[[ The records, beginning ]]

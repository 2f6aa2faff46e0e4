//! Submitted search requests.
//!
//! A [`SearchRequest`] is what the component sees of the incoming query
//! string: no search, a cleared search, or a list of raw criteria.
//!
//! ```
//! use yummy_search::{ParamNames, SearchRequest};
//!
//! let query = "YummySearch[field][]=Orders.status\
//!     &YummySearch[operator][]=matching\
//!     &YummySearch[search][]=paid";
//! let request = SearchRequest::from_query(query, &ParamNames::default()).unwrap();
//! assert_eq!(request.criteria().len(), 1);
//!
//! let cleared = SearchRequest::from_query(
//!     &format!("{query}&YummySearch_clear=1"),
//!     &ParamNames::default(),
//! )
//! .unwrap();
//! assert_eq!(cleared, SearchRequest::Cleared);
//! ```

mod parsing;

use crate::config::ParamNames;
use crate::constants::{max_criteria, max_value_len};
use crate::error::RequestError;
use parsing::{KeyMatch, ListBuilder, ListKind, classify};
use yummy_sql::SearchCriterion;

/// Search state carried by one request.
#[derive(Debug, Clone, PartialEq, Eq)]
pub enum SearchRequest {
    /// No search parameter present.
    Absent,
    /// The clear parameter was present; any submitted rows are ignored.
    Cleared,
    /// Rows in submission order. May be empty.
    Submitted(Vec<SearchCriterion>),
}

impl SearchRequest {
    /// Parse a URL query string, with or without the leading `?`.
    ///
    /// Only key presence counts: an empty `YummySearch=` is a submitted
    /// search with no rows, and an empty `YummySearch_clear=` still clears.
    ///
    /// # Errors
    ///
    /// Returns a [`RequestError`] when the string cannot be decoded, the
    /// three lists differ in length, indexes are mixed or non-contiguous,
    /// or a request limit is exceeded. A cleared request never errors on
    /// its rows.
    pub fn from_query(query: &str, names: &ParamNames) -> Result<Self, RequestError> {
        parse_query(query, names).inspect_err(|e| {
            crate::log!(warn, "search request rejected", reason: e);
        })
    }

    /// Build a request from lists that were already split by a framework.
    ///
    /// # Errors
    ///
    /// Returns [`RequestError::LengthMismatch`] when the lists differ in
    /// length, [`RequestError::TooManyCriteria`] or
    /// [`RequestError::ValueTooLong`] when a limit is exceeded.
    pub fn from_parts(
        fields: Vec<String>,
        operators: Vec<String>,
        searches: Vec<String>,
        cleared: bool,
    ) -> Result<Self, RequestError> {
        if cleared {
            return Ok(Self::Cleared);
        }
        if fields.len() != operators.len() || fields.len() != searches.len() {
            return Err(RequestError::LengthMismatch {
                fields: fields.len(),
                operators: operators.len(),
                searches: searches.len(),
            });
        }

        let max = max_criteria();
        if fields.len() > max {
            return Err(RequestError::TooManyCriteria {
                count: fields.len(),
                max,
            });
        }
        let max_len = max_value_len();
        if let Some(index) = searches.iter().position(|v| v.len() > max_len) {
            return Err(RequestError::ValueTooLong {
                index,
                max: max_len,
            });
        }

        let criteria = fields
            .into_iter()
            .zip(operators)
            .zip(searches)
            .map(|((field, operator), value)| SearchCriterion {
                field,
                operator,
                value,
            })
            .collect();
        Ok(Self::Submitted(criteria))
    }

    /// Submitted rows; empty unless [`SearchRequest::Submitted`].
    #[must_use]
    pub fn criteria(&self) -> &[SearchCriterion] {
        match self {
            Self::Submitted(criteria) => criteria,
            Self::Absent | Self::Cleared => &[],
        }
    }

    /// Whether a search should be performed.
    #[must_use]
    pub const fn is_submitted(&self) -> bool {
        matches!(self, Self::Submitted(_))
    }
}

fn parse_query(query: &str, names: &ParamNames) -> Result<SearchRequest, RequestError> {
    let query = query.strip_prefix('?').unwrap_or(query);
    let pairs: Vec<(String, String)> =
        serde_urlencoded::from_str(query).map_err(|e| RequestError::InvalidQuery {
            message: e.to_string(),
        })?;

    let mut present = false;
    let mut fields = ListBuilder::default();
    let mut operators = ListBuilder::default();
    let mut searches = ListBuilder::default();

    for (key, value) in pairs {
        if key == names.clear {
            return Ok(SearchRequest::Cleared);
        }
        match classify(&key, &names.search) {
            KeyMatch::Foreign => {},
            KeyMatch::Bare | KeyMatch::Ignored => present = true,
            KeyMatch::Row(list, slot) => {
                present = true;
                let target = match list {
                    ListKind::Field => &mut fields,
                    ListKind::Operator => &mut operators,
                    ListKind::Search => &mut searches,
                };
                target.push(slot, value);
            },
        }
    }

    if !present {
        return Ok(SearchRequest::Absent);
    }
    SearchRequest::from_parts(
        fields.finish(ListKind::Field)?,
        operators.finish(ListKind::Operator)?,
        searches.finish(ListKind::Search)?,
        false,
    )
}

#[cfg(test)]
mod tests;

[[ The records, end ]]

What needs to be done: Every record should be given again without alteration.

Result for this task:
repository 2f6aa2faff46e0e4
//! Submitted search requests.
//!
//! A [`SearchRequest`] is what the component sees of the incoming query
//! string: no search, a cleared search, or a list of raw criteria.
//!
//! ```
//! use yummy_search::{ParamNames, SearchRequest};
//!
//! let query = "YummySearch[field][]=Orders.status\
//!     &YummySearch[operator][]=matching\
//!     &YummySearch[search][]=paid";
//! let request = SearchRequest::from_query(query, &ParamNames::default()).unwrap();
//! assert_eq!(request.criteria().len(), 1);
//!
//! let cleared = SearchRequest::from_query(
//!     &format!("{query}&YummySearch_clear=1"),
//!     &ParamNames::default(),
//! )
//! .unwrap();
//! assert_eq!(cleared, SearchRequest::Cleared);
//! ```

mod parsing;

use crate::config::ParamNames;
use crate::constants::{max_criteria, max_value_len};
use crate::error::RequestError;
use parsing::{KeyMatch, ListBuilder, ListKind, classify};
use yummy_sql::SearchCriterion;

/// Search state carried by one request.
#[derive(Debug, Clone, PartialEq, Eq)]
pub enum SearchRequest {
    /// No search parameter present.
    Absent,
    /// The clear parameter was present; any submitted rows are ignored.
    Cleared,
    /// Rows in submission order. May be empty.
    Submitted(Vec<SearchCriterion>),
}

impl SearchRequest {
    /// Parse a URL query string, with or without the leading `?`.
    ///
    /// Only key presence counts: an empty `YummySearch=` is a submitted
    /// search with no rows, and an empty `YummySearch_clear=` still clears.
    ///
    /// # Errors
    ///
    /// Returns a [`RequestError`] when the string cannot be decoded, the
    /// three lists differ in length, indexes are mixed or non-contiguous,
    /// or a request limit is exceeded. A cleared request never errors on
    /// its rows.
    pub fn from_query(query: &str, names: &ParamNames) -> Result<Self, RequestError> {
        parse_query(query, names).inspect_err(|e| {
            crate::log!(warn, "search request rejected", reason: e);
        })
    }

    /// Build a request from lists that were already split by a framework.
    ///
    /// # Errors
    ///
    /// Returns [`RequestError::LengthMismatch`] when the lists differ in
    /// length, [`RequestError::TooManyCriteria`] or
    /// [`RequestError::ValueTooLong`] when a limit is exceeded.
    pub fn from_parts(
        fields: Vec<String>,
        operators: Vec<String>,
        searches: Vec<String>,
        cleared: bool,
    ) -> Result<Self, RequestError> {
        if cleared {
            return Ok(Self::Cleared);
        }
        if fields.len() != operators.len() || fields.len() != searches.len() {
            return Err(RequestError::LengthMismatch {
                fields: fields.len(),
                operators: operators.len(),
                searches: searches.len(),
            });
        }

        let max = max_criteria();
        if fields.len() > max {
            return Err(RequestError::TooManyCriteria {
                count: fields.len(),
                max,
            });
        }
        let max_len = max_value_len();
        if let Some(index) = searches.iter().position(|v| v.len() > max_len) {
            return Err(RequestError::ValueTooLong {
                index,
                max: max_len,
            });
        }

        let criteria = fields
            .into_iter()
            .zip(operators)
            .zip(searches)
            .map(|((field, operator), value)| SearchCriterion {
                field,
                operator,
                value,
            })
            .collect();
        Ok(Self::Submitted(criteria))
    }

    /// Submitted rows; empty unless [`SearchRequest::Submitted`].
    #[must_use]
    pub fn criteria(&self) -> &[SearchCriterion] {
        match self {
            Self::Submitted(criteria) => criteria,
            Self::Absent | Self::Cleared => &[],
        }
    }

    /// Whether a search should be performed.
    #[must_use]
    pub const fn is_submitted(&self) -> bool {
        matches!(self, Self::Submitted(_))
    }
}

fn parse_query(query: &str, names: &ParamNames) -> Result<SearchRequest, RequestError> {
    let query = query.strip_prefix('?').unwrap_or(query);
    let pairs: Vec<(String, String)> =
        serde_urlencoded::from_str(query).map_err(|e| RequestError::InvalidQuery {
            message: e.to_string(),
        })?;

    let mut present = false;
    let mut fields = ListBuilder::default();
    let mut operators = ListBuilder::default();
    let mut searches = ListBuilder::default();

    for (key, value) in pairs {
        if key == names.clear {
            return Ok(SearchRequest::Cleared);
        }
        match classify(&key, &names.search) {
            KeyMatch::Foreign => {},
            KeyMatch::Bare | KeyMatch::Ignored => present = true,
            KeyMatch::Row(list, slot) => {
                present = true;
                let target = match list {
                    ListKind::Field => &mut fields,
                    ListKind::Operator => &mut operators,
                    ListKind::Search => &mut searches,
                };
                target.push(slot, value);
            },
        }
    }

    if !present {
        return Ok(SearchRequest::Absent);
    }
    SearchRequest::from_parts(
        fields.finish(ListKind::Field)?,
        operators.finish(ListKind::Operator)?,
        searches.finish(ListKind::Search)?,
        false,
    )
}

#[cfg(test)]
mod tests;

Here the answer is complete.